◆ TO DO:
Starting at the line with "pub mod http;", set down each line of the entries below through the last one, exactly as it stands.

◆ DATASET:
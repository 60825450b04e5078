//! Query coordination for paginated, remotely searched product listings.
//!
//! The [`QueryCoordinator`] reconciles search text, the current page and the
//! lifecycle of the fetch in flight into a single sequence of requests. The
//! [`navigator`] module derives pager controls and [`view`] derives everything
//! a front end needs to draw, so neither needs a network to be tested.

pub mod coordinator;
pub mod debounce;
pub mod error;
#[cfg(feature = "http")]
pub mod http;
pub mod navigator;
pub mod source;
pub mod types;
pub mod view;
pub mod worker;

pub use coordinator::{
	Applied, CoordinatorOptions, DEFAULT_DEBOUNCE, FetchCompletion, FetchDispatch, FetchTicket,
	Generation, PageRefresh, QueryCoordinator,
};
pub use error::FetchError;
#[cfg(feature = "http")]
pub use http::HttpProductSource;
pub use navigator::{PageButton, PageControls, PagerControl, page_controls};
pub use source::{PageRequest, ProductSource};
pub use types::{Product, ProductId, ProductPage, QueryState, ResultState, Status};
pub use view::{ListBody, ListingView, ProductRow, derive_view, format_price};
pub use worker::FetchWorker;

◆ ANSWER:
pub mod http;
pub mod navigator;
pub mod source;
pub mod types;
pub mod view;
pub mod worker;

pub use coordinator::{
	Applied, CoordinatorOptions, DEFAULT_DEBOUNCE, FetchCompletion, FetchDispatch, FetchTicket,
	Generation, PageRefresh, QueryCoordinator,
};
pub use error::FetchError;
#[cfg(feature = "http")]
pub use http::HttpProductSource;
pub use navigator::{PageButton, PageControls, PagerControl, page_controls};
pub use source::{PageRequest, ProductSource};
pub use types::{Product, ProductId, ProductPage, QueryState, ResultState, Status};
pub use view::{ListBody, ListingView, ProductRow, derive_view, format_price};
pub use worker::FetchWorker;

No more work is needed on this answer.